Take the lines from the beginning of the data below through the line holding "the same flag" and return exactly those.

=== THE INPUT ===

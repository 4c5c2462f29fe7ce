//! Cooperative cancellation for decode jobs
//!
//! A job checks its token between pipeline stages and bails out early once
//! it has been cancelled. Cancelling never interrupts a native call in
//! progress; it only stops the next stage from starting.

use std::collections::HashMap;
use std::sync::atomic::{AtomicBool, Ordering};
use std::sync::{Arc, Mutex, MutexGuard, PoisonError};

use crate::priority::JobId;

/// Cancellation flag shared between the scheduler and a running job
///
/// # Example
///
/// ```
/// use pagetile_scheduler::CancellationToken;
///
/// let token = CancellationToken::new();
/// let worker_token = token.clone();
///
/// token.cancel();
/// assert!(worker_token.is_cancelled());
/// ```
#[derive(Clone, Debug)]
pub struct CancellationToken {
    cancelled: Arc<AtomicBool>,
}

impl CancellationToken {
    /// Create a token in the non-cancelled state
    pub fn new() -> Self {
        Self {
            cancelled: Arc::new(AtomicBool::new(false)),
        }
    }

    /// Cancel this token and every clone of it. Idempotent.
    pub fn cancel(&self) {
        self.cancelled.store(true, Ordering::Release);
    }

    pub fn is_cancelled(&self) -> bool {
        self.cancelled.load(Ordering::Acquire)
    }

    /// True if both tokens share the same flag
    pub fn same_as(&self, other: &CancellationToken) -> bool {
        Arc::ptr_eq(&self.cancelled, &other.cancelled)
    }
}

impl Default for CancellationToken {
    fn default() -> Self {
        Self::new()
    }
}

/// Tokens of every job that has been reserved and not yet completed
#[derive(Default)]
pub struct CancellationRegistry {
    tokens: Mutex<HashMap<JobId, CancellationToken>>,
}

impl CancellationRegistry {
    pub fn new() -> Self {
        Self::default()
    }

    fn lock(&self) -> MutexGuard<'_, HashMap<JobId, CancellationToken>> {
        self.tokens.lock().unwrap_or_else(PoisonError::into_inner)
    }

    /// Create and store a token for `job_id`
    pub fn register(&self, job_id: JobId) -> CancellationToken {
        let token = CancellationToken::new();
        self.lock().insert(job_id, token.clone());
        token
    }

    /// Cancel a job by id. Returns `false` if the job is unknown.
    pub fn cancel(&self, job_id: JobId) -> bool {
        match self.lock().get(&job_id) {
            Some(token) => {
                token.cancel();
                true
            }
            None => false,
        }
    }

    /// Cancel several jobs, returning how many were found
    pub fn cancel_many(&self, job_ids: &[JobId]) -> usize {
        let tokens = self.lock();
        job_ids
            .iter()
            .filter_map(|id| tokens.get(id))
            .inspect(|token| token.cancel())
            .count()
    }

    pub fn cancel_all(&self) -> usize {
        let tokens = self.lock();
        for token in tokens.values() {
            token.cancel();
        }
        tokens.len()
    }

    pub fn unregister(&self, job_id: JobId) -> bool {
        self.lock().remove(&job_id).is_some()
    }

    pub fn get(&self, job_id: JobId) -> Option<CancellationToken> {
        self.lock().get(&job_id).cloned()
    }

    pub fn len(&self) -> usize {
        self.lock().len()
    }

    pub fn is_empty(&self) -> bool {
        self.lock().is_empty()
    }
}
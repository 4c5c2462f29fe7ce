//! Decode worker pool
//!
//! A fixed set of threads pulls jobs from a [`JobScheduler`] and runs them
//! through a [`JobExecutor`]. Workers never decide what a job does; the
//! executor owns the decode pipeline and checks the token between stages.

use std::panic::{self, AssertUnwindSafe};
use std::sync::atomic::{AtomicBool, Ordering};
use std::sync::Arc;
use std::thread::{self, JoinHandle};
use std::time::Duration;

use log::{debug, error, trace};

use crate::{CancellationToken, Job, JobScheduler};

/// What a worker does with a job once the executor returns
#[derive(Debug, Clone, Copy, PartialEq, Eq)]
pub enum JobOutcome {
    /// Done, whatever the result; the worker completes it
    Finished,
    /// Handed to [`JobScheduler::park`]; the worker leaves it alone
    Parked,
}

/// Callback run for every job a worker takes
///
/// Jobs whose token is already cancelled when picked up are completed
/// without calling the executor. A panicking executor counts as
/// [`JobOutcome::Finished`].
pub type JobExecutor = Arc<dyn Fn(&Job, &CancellationToken) -> JobOutcome + Send + Sync>;

/// Worker pool configuration
#[derive(Debug, Clone)]
pub struct WorkerPoolConfig {
    /// Number of worker threads. Default: logical cores clamped to 2..=4.
    pub num_workers: usize,

    /// How long an idle worker waits for a job before rechecking shutdown.
    /// Default: 100ms.
    pub poll_interval: Duration,
}

impl Default for WorkerPoolConfig {
    fn default() -> Self {
        Self::new(default_worker_count())
    }
}

impl WorkerPoolConfig {
    pub fn new(num_workers: usize) -> Self {
        Self {
            num_workers: num_workers.max(1),
            poll_interval: Duration::from_millis(100),
        }
    }

    pub fn with_poll_interval(mut self, interval: Duration) -> Self {
        self.poll_interval = interval;
        self
    }
}

/// Bounded pool of decode threads
///
/// Dropping the pool shuts the scheduler down and joins every worker.
///
/// # Example
///
/// ```
/// use pagetile_scheduler::{
///     CancellationToken, Job, JobOutcome, JobScheduler, WorkerPool, WorkerPoolConfig,
/// };
/// use std::sync::Arc;
///
/// let scheduler = Arc::new(JobScheduler::new());
/// let executor = Arc::new(|job: &Job, token: &CancellationToken| {
///     if !token.is_cancelled() {
///         println!("decoding tile {:?}", job.tile.key);
///     }
///     JobOutcome::Finished
/// });
///
/// let pool = WorkerPool::new(scheduler, executor, WorkerPoolConfig::new(2)).unwrap();
/// pool.shutdown();
/// ```
pub struct WorkerPool {
    workers: Vec<Worker>,
    scheduler: Arc<JobScheduler>,
    shutdown: Arc<AtomicBool>,
}

impl WorkerPool {
    /// Spawn the worker threads
    pub fn new(
        scheduler: Arc<JobScheduler>,
        executor: JobExecutor,
        config: WorkerPoolConfig,
    ) -> std::io::Result<Self> {
        let shutdown = Arc::new(AtomicBool::new(false));
        let mut pool = Self {
            workers: Vec::with_capacity(config.num_workers),
            scheduler: Arc::clone(&scheduler),
            shutdown: Arc::clone(&shutdown),
        };

        for id in 0..config.num_workers {
            // On failure the partially built pool is dropped, joining what started
            let worker = Worker::spawn(
                id,
                Arc::clone(&scheduler),
                Arc::clone(&executor),
                Arc::clone(&shutdown),
                config.poll_interval,
            )?;
            pool.workers.push(worker);
        }

        debug!("started {} decode workers", pool.workers.len());
        Ok(pool)
    }

    pub fn num_workers(&self) -> usize {
        self.workers.len()
    }

    pub fn is_shutting_down(&self) -> bool {
        self.shutdown.load(Ordering::Acquire)
    }

    /// Stop all workers and wait for them to exit.
    ///
    /// Workers finish the job they are running; queued jobs are dropped.
    pub fn shutdown(mut self) {
        self.stop_and_join();
    }

    fn stop_and_join(&mut self) {
        self.shutdown.store(true, Ordering::Release);
        self.scheduler.shutdown();
        for worker in self.workers.drain(..) {
            worker.join();
        }
    }
}

impl Drop for WorkerPool {
    fn drop(&mut self) {
        self.stop_and_join();
    }
}

struct Worker {
    id: usize,
    thread: Option<JoinHandle<()>>,
}

impl Worker {
    fn spawn(
        id: usize,
        scheduler: Arc<JobScheduler>,
        executor: JobExecutor,
        shutdown: Arc<AtomicBool>,
        poll_interval: Duration,
    ) -> std::io::Result<Self> {
        let thread = thread::Builder::new()
            .name(format!("pagetile-worker-{}", id))
            .spawn(move || Self::run(scheduler, executor, shutdown, poll_interval))?;
        Ok(Self {
            id,
            thread: Some(thread),
        })
    }

    fn run(
        scheduler: Arc<JobScheduler>,
        executor: JobExecutor,
        shutdown: Arc<AtomicBool>,
        poll_interval: Duration,
    ) {
        while !shutdown.load(Ordering::Acquire) {
            let Some((job, token)) = scheduler.next_job(poll_interval) else {
                continue;
            };

            let outcome = if token.is_cancelled() {
                JobOutcome::Finished
            } else {
                panic::catch_unwind(AssertUnwindSafe(|| executor(&job, &token))).unwrap_or_else(|_| {
                    error!("decode job {} for tile {:?} panicked", job.id, job.tile.key);
                    JobOutcome::Finished
                })
            };

            match outcome {
                JobOutcome::Finished => scheduler.complete_job(job.id),
                JobOutcome::Parked => trace!("job {} parked", job.id),
            }
        }
    }

    fn join(mut self) {
        if let Some(thread) = self.thread.take() {
            if thread.join().is_err() {
                error!("worker {} exited with a panic", self.id);
            }
        }
    }
}

/// Logical cores clamped to 2..=4
pub fn default_worker_count() -> usize {
    thread::available_parallelism()
        .map(|n| n.get())
        .unwrap_or(2)
        .clamp(2, 4)
}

===

**ANSWER TO THIS TASK**
repository 4c5c2462f29fe7ce
//! Cooperative cancellation for decode jobs
//!
//! A job checks its token between pipeline stages and bails out early once
//! it has been cancelled. Cancelling never interrupts a native call in
//! progress; it only stops the next stage from starting.

use std::collections::HashMap;
use std::sync::atomic::{AtomicBool, Ordering};
use std::sync::{Arc, Mutex, MutexGuard, PoisonError};

use crate::priority::JobId;

/// Cancellation flag shared between the scheduler and a running job
///
/// # Example
///
/// ```
/// use pagetile_scheduler::CancellationToken;
///
/// let token = CancellationToken::new();
/// let worker_token = token.clone();
///
/// token.cancel();
/// assert!(worker_token.is_cancelled());
/// ```
#[derive(Clone, Debug)]
pub struct CancellationToken {
    cancelled: Arc<AtomicBool>,
}

impl CancellationToken {
    /// Create a token in the non-cancelled state
    pub fn new() -> Self {
        Self {
            cancelled: Arc::new(AtomicBool::new(false)),
        }
    }

    /// Cancel this token and every clone of it. Idempotent.
    pub fn cancel(&self) {
        self.cancelled.store(true, Ordering::Release);
    }

    pub fn is_cancelled(&self) -> bool {
        self.cancelled.load(Ordering::Acquire)
    }

    /// True if both tokens share the same flag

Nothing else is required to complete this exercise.